Römisches Reich
Pupienus und Balbinus als gemeinsame Kaiser
Rom
Unterdessen hatte Maximinus, der inzwischen zum Staatsfeind erklärt worden war, bereits begonnen, mit einer weiteren Armee auf Rom zu marschieren. Die früheren Kandidaten des Senats, die Gordiane, waren daran gescheitert, ihn zu besiegen, und da der Senat wusste, dass sie sterben würden, wenn er Erfolg hätte, benötigte er einen neuen Kaiser, um ihn zu besiegen.

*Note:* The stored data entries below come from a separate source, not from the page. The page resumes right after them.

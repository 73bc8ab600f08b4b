//! Durable load/save of archive documents.
//!
//! Saves are transactional: the new document is written to a temporary file,
//! the previous primary is renamed to a `~`-suffixed backup, and the
//! temporary file is renamed into place. The primary is never truncated in
//! place; either the save fully succeeds or the prior state remains intact.

use std::fs;
use std::path::{Path, PathBuf};

use tracing::{debug, instrument};

use fedistash_core::{AccountId, ArchiveDocument, ArchiveError, Result};

/// Decision when a save would overwrite an existing backup.
#[derive(Debug, Clone, Copy, PartialEq, Eq)]
pub enum BackupConflict {
    /// Replace the old backup with the current primary.
    Overwrite,
    /// Abort the save, leaving both primary and backup untouched.
    Abort,
}

/// The backup file that pairs with an archive path.
pub fn backup_path(path: &Path) -> PathBuf {
    let mut name = path.as_os_str().to_os_string();
    name.push("~");
    PathBuf::from(name)
}

fn is_present(path: &Path) -> bool {
    // A zero-byte file (e.g. left by an interrupted tool) counts as absent.
    fs::metadata(path).map(|m| m.is_file() && m.len() > 0).unwrap_or(false)
}

/// Load the archive document at `path`.
///
/// Returns `None` if the file is absent (or empty) and `required` is false;
/// fails with [`ArchiveError::Missing`] when `required` is true.
#[instrument]
pub fn load(path: &Path, required: bool) -> Result<Option<ArchiveDocument>> {
    if !is_present(path) {
        if required {
            return Err(ArchiveError::Missing {
                path: path.to_path_buf(),
            }
            .into());
        }
        return Ok(None);
    }

    let content = fs::read_to_string(path).map_err(ArchiveError::from)?;
    let document = serde_json::from_str(&content).map_err(ArchiveError::from)?;
    debug!(path = %path.display(), "loaded archive");
    Ok(Some(document))
}

/// Load an account's archive, optionally folding split continuation files
/// into a combined read-only view.
///
/// Continuation files follow the `<domain>.user.<name>.<N>.json` convention
/// and are appended most-recently-split first, so the combined collections
/// stay ordered newest-first. The files on disk are not rewritten.
#[instrument(skip(account), fields(account = %account))]
pub fn load_combined(
    dir: &Path,
    account: &AccountId,
    required: bool,
    combine: bool,
) -> Result<Option<ArchiveDocument>> {
    let primary = dir.join(account.archive_file());
    let Some(mut document) = load(&primary, required)? else {
        return Ok(None);
    };

    if combine {
        let mut continuations = Vec::new();
        for n in 0.. {
            let path = dir.join(account.split_file(n));
            if !path.is_file() {
                break;
            }
            continuations.push(path);
        }

        for path in continuations.iter().rev() {
            if let Some(older) = load(path, false)? {
                debug!(path = %path.display(), "combining split archive");
                document.statuses.extend(older.statuses);
                document.favourites.extend(older.favourites);
                document.bookmarks.extend(older.bookmarks);
                document.mentions.extend(older.mentions);
            }
        }
    }

    Ok(Some(document))
}

/// Save the archive document at `path`, keeping the previous version as a
/// `~`-suffixed backup.
///
/// When both a primary and a backup already exist, `on_conflict` decides
/// whether the old backup may be destroyed; [`BackupConflict::Abort`] fails
/// the save with [`ArchiveError::BackupRefused`] and leaves everything
/// untouched.
///
/// No interruption point loses data: before the first rename the old
/// primary is untouched; between the two renames the old state lives in
/// the backup and the complete new state in the temp file, and the next
/// save simply writes a fresh primary.
#[instrument(skip(document, on_conflict))]
pub fn save<F>(path: &Path, document: &ArchiveDocument, on_conflict: F) -> Result<()>
where
    F: FnOnce(&Path) -> BackupConflict,
{
    save_steps(path, document, on_conflict, || Ok(()))
}

/// The save sequence with an injectable step between the two renames, so
/// tests can simulate a crash in the window where no primary file exists.
fn save_steps<F, G>(
    path: &Path,
    document: &ArchiveDocument,
    on_conflict: F,
    between_renames: G,
) -> Result<()>
where
    F: FnOnce(&Path) -> BackupConflict,
    G: FnOnce() -> std::io::Result<()>,
{
    let backup = backup_path(path);

    if path.is_file() && backup.is_file() && on_conflict(&backup) == BackupConflict::Abort {
        return Err(ArchiveError::BackupRefused { path: backup }.into());
    }

    let json = serde_json::to_string_pretty(document).map_err(ArchiveError::from)?;

    // Write the complete new document before touching the old one.
    let temp = temp_path(path);
    fs::write(&temp, json).map_err(ArchiveError::from)?;

    if path.is_file() {
        fs::rename(path, &backup).map_err(ArchiveError::from)?;
    }
    between_renames().map_err(ArchiveError::from)?;
    fs::rename(&temp, path).map_err(ArchiveError::from)?;

    debug!(path = %path.display(), "saved archive");
    Ok(())
}

fn temp_path(path: &Path) -> PathBuf {
    let mut name = path.as_os_str().to_os_string();
    name.push(".tmp");
    PathBuf::from(name)
}

/// All accounts with a primary archive in `dir`, for the `all` shorthand.
pub fn all_accounts(dir: &Path) -> Result<Vec<AccountId>> {
    let mut accounts = Vec::new();

    for entry in fs::read_dir(dir).map_err(ArchiveError::from)? {
        let entry = entry.map_err(ArchiveError::from)?;
        let name = entry.file_name();
        let Some(name) = name.to_str() else { continue };
        let Some(stem) = name.strip_suffix(".json") else {
            continue;
        };
        let Some((domain, username)) = stem.split_once(".user.") else {
            continue;
        };
        // Continuation files carry a trailing `.N`; usernames never contain
        // dots, so any dot marks a split file.
        if username.is_empty() || username.contains('.') {
            continue;
        }
        accounts.push(AccountId::from_parts(username, domain));
    }

    accounts.sort_by_key(|a| a.to_string());
    Ok(accounts)
}

#[cfg(test)]
mod tests {
    use super::*;
    use fedistash_core::{Collection, Error, Record};
    use serde_json::json;

    fn doc_with_statuses(ids: &[&str]) -> ArchiveDocument {
        let mut doc = ArchiveDocument::default();
        doc.statuses = ids
            .iter()
            .map(|id| {
                serde_json::from_value::<Record>(json!({"id": id, "created_at": "2024-01-01"}))
                    .unwrap()
            })
            .collect();
        doc
    }

    #[test]
    fn required_load_of_missing_archive_fails() {
        let dir = tempfile::tempdir().unwrap();
        let path = dir.path().join("example.org.user.alice.json");
        let err = load(&path, true).unwrap_err();
        assert!(matches!(err, Error::Archive(ArchiveError::Missing { .. })));
        assert!(load(&path, false).unwrap().is_none());
    }

    #[test]
    fn empty_file_counts_as_absent() {
        let dir = tempfile::tempdir().unwrap();
        let path = dir.path().join("example.org.user.alice.json");
        fs::write(&path, "").unwrap();
        assert!(load(&path, false).unwrap().is_none());
    }

    #[test]
    fn save_then_load_round_trips() {
        let dir = tempfile::tempdir().unwrap();
        let path = dir.path().join("example.org.user.alice.json");
        let doc = doc_with_statuses(&["2", "1"]);

        save(&path, &doc, |_| BackupConflict::Abort).unwrap();
        let loaded = load(&path, true).unwrap().unwrap();
        assert_eq!(loaded.statuses.len(), 2);
        assert_eq!(loaded.statuses[0].id.as_str(), "2");
    }

    #[test]
    fn second_save_keeps_first_content_as_backup() {
        let dir = tempfile::tempdir().unwrap();
        let path = dir.path().join("example.org.user.alice.json");

        save(&path, &doc_with_statuses(&["1"]), |_| BackupConflict::Abort).unwrap();
        let first_content = fs::read_to_string(&path).unwrap();

        save(&path, &doc_with_statuses(&["2", "1"]), |_| {
            BackupConflict::Abort
        })
        .unwrap();

        let backup = backup_path(&path);
        assert_eq!(fs::read_to_string(&backup).unwrap(), first_content);

        // The primary is never left truncated.
        assert!(fs::metadata(&path).unwrap().len() > 0);
    }

    #[test]
    fn refused_backup_overwrite_aborts_and_preserves_state() {
        let dir = tempfile::tempdir().unwrap();
        let path = dir.path().join("example.org.user.alice.json");

        save(&path, &doc_with_statuses(&["1"]), |_| BackupConflict::Abort).unwrap();
        save(&path, &doc_with_statuses(&["2", "1"]), |_| {
            BackupConflict::Abort
        })
        .unwrap();

        let primary_before = fs::read_to_string(&path).unwrap();
        let backup_before = fs::read_to_string(backup_path(&path)).unwrap();

        let err = save(&path, &doc_with_statuses(&["3", "2", "1"]), |_| {
            BackupConflict::Abort
        })
        .unwrap_err();

        assert!(matches!(
            err,
            Error::Archive(ArchiveError::BackupRefused { .. })
        ));
        assert_eq!(fs::read_to_string(&path).unwrap(), primary_before);
        assert_eq!(
            fs::read_to_string(backup_path(&path)).unwrap(),
            backup_before
        );
    }

    #[test]
    fn interrupt_between_renames_loses_no_state_and_a_rerun_recovers() {
        let dir = tempfile::tempdir().unwrap();
        let path = dir.path().join("example.org.user.alice.json");

        save(&path, &doc_with_statuses(&["1"]), |_| BackupConflict::Abort).unwrap();
        let old_content = fs::read_to_string(&path).unwrap();

        // Crash after the primary was renamed away but before the new
        // document took its place.
        let err = save_steps(
            &path,
            &doc_with_statuses(&["2", "1"]),
            |_| BackupConflict::Abort,
            || Err(std::io::Error::other("interrupted")),
        )
        .unwrap_err();
        assert!(matches!(err, Error::Archive(ArchiveError::Io(_))));

        // The primary is gone, but both states survive intact: the old
        // one in the backup, the complete new one in the temp file.
        assert!(!path.exists());
        assert_eq!(fs::read_to_string(backup_path(&path)).unwrap(), old_content);
        let stranded: ArchiveDocument =
            serde_json::from_str(&fs::read_to_string(temp_path(&path)).unwrap()).unwrap();
        assert_eq!(stranded.statuses.len(), 2);

        // A rerun writes a fresh primary; the backup is not rotated again
        // because there is no primary to rename over it.
        save(&path, &doc_with_statuses(&["2", "1"]), |_| {
            BackupConflict::Abort
        })
        .unwrap();
        let recovered = load(&path, true).unwrap().unwrap();
        assert_eq!(recovered.statuses.len(), 2);
        assert_eq!(fs::read_to_string(backup_path(&path)).unwrap(), old_content);
    }

    #[test]
    fn confirmed_overwrite_rotates_the_backup() {
        let dir = tempfile::tempdir().unwrap();
        let path = dir.path().join("example.org.user.alice.json");

        save(&path, &doc_with_statuses(&["1"]), |_| BackupConflict::Abort).unwrap();
        save(&path, &doc_with_statuses(&["2", "1"]), |_| {
            BackupConflict::Abort
        })
        .unwrap();
        let second_content = fs::read_to_string(&path).unwrap();

        save(&path, &doc_with_statuses(&["3", "2", "1"]), |_| {
            BackupConflict::Overwrite
        })
        .unwrap();

        assert_eq!(
            fs::read_to_string(backup_path(&path)).unwrap(),
            second_content
        );
        let loaded = load(&path, true).unwrap().unwrap();
        assert_eq!(loaded.statuses.len(), 3);
    }

    #[test]
    fn combine_appends_split_archives_newest_split_first() {
        let dir = tempfile::tempdir().unwrap();
        let account = AccountId::new("alice@example.org").unwrap();

        save(
            &dir.path().join(account.archive_file()),
            &doc_with_statuses(&["9", "8"]),
            |_| BackupConflict::Abort,
        )
        .unwrap();
        // Oldest split first on disk: .0 is the oldest batch.
        save(
            &dir.path().join(account.split_file(0)),
            &doc_with_statuses(&["2", "1"]),
            |_| BackupConflict::Abort,
        )
        .unwrap();
        save(
            &dir.path().join(account.split_file(1)),
            &doc_with_statuses(&["5", "4"]),
            |_| BackupConflict::Abort,
        )
        .unwrap();

        let combined = load_combined(dir.path(), &account, true, true)
            .unwrap()
            .unwrap();
        let ids: Vec<&str> = combined.statuses.iter().map(|r| r.id.as_str()).collect();
        assert_eq!(ids, vec!["9", "8", "5", "4", "2", "1"]);

        // Without combine, only the primary is visible.
        let primary = load_combined(dir.path(), &account, true, false)
            .unwrap()
            .unwrap();
        assert_eq!(primary.collection(Collection::Statuses).len(), 2);
    }

    #[test]
    fn all_accounts_skips_splits_and_backups() {
        let dir = tempfile::tempdir().unwrap();
        let alice = AccountId::new("alice@example.org").unwrap();
        let bob = AccountId::new("bob@social.example").unwrap();

        for account in [&alice, &bob] {
            save(
                &dir.path().join(account.archive_file()),
                &ArchiveDocument::default(),
                |_| BackupConflict::Abort,
            )
            .unwrap();
        }
        save(
            &dir.path().join(alice.split_file(0)),
            &ArchiveDocument::default(),
            |_| BackupConflict::Abort,
        )
        .unwrap();
        fs::write(dir.path().join("notes.txt"), "x").unwrap();

        let accounts = all_accounts(dir.path()).unwrap();
        assert_eq!(accounts, vec![alice, bob]);
    }
}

Da keine anderen Kandidaten in Sicht waren, wählten sie am 22. April 238 zwei ältere Senatoren, Pupienus und Balbinus (die beide Teil einer speziellen Senatskommission zur Bewältigung der Bedrohung durch Maximinus gewesen waren), zu gemeinsamen Kaisern. Daher wurde Marcus Antonius Gordianus Pius, der dreizehnjährige Enkel von Gordian I., als Kaiser Gordian III. nominiert, wobei er die Macht nur nominell innehatte, um die Bevölkerung der Hauptstadt zu beschwichtigen, die der Familie Gordian weiterhin treu ergeben war.